## PROBLEM TO SOLVE
Collect all lines below with the string "future".

## INFORMATION SUPPLIED
use std::sync::Arc;
use std::sync::atomic::{AtomicBool, Ordering};
use tokio::signal;
use tokio::sync::broadcast;
use tracing::{error, info};

/// Shutdown coordinator shared by the server and its cleanup task.
///
/// The first call to [`ShutdownCoordinator::shutdown`] flips the flag and
/// notifies every subscriber; later calls are ignored.
#[derive(Clone)]
pub struct ShutdownCoordinator {
    tx: broadcast::Sender<()>,
    shutdown_initiated: Arc<AtomicBool>,
}

impl ShutdownCoordinator {
    /// Create a new coordinator and a receiver for its notification.
    pub fn new() -> (Self, broadcast::Receiver<()>) {
        let (tx, rx) = broadcast::channel(1);
        let coordinator = Self {
            tx,
            shutdown_initiated: Arc::new(AtomicBool::new(false)),
        };
        (coordinator, rx)
    }

    pub fn subscribe(&self) -> broadcast::Receiver<()> {
        self.tx.subscribe()
    }

    pub fn is_shutting_down(&self) -> bool {
        self.shutdown_initiated.load(Ordering::Relaxed)
    }

    /// Initiate shutdown and notify all subscribers.
    pub fn shutdown(&self) {
        if self
            .shutdown_initiated
            .compare_exchange(false, true, Ordering::SeqCst, Ordering::SeqCst)
            .is_ok()
        {
            info!("Initiating graceful shutdown");
            let _ = self.tx.send(());
        }
    }

    /// Wait for SIGINT or SIGTERM, then call [`Self::shutdown`].
    pub async fn wait_for_signal(&self) {
        shutdown_signal().await;
        self.shutdown();
    }
}

impl Default for ShutdownCoordinator {
    fn default() -> Self {
        Self::new().0
    }
}

/// Completes on SIGINT (Ctrl+C) or SIGTERM.
///
/// If a handler cannot be installed that branch never fires, so the process
/// keeps serving and can still be stopped by the other signal.
pub async fn shutdown_signal() {
    let ctrl_c = async {
        if let Err(e) = signal::ctrl_c().await {
            error!(error = %e, "Failed to install Ctrl+C handler");
            std::future::pending::<()>().await;
        }
    };

    #[cfg(unix)]
    let terminate = async {
        match signal::unix::signal(signal::unix::SignalKind::terminate()) {
            Ok(mut sigterm) => {
                sigterm.recv().await;
            }
            Err(e) => {
                error!(error = %e, "Failed to install SIGTERM handler");
                std::future::pending::<()>().await;
            }
        }
    };

    #[cfg(not(unix))]
    let terminate = std::future::pending::<()>();

    tokio::select! {
        _ = ctrl_c => {
            info!("Received SIGINT (Ctrl+C), shutting down gracefully");
        },
        _ = terminate => {
            info!("Received SIGTERM, shutting down gracefully");
        },
    }
}

/// Completes once the coordinator has been signalled.
pub(crate) async fn coordinated_shutdown(coordinator: ShutdownCoordinator) {
    coordinator.wait_for_signal().await;
}

#[cfg(test)]
mod tests {
    use super::*;

    #[tokio::test]
    async fn test_shutdown_notifies_subscribers_once() {
        let (coordinator, mut rx) = ShutdownCoordinator::new();
        let mut late = coordinator.subscribe();
        assert!(!coordinator.is_shutting_down());

        coordinator.shutdown();
        coordinator.shutdown();

        assert!(coordinator.is_shutting_down());
        assert!(rx.recv().await.is_ok());
        assert!(late.recv().await.is_ok());
        assert!(rx.try_recv().is_err());
    }

    #[test]
    fn test_clones_share_state() {
        let coordinator = ShutdownCoordinator::default();
        let clone = coordinator.clone();
        clone.shutdown();
        assert!(coordinator.is_shutting_down());
    }
}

## WRITTEN ANSWER
            std::future::pending::<()>().await;
                std::future::pending::<()>().await;
    let terminate = std::future::pending::<()>();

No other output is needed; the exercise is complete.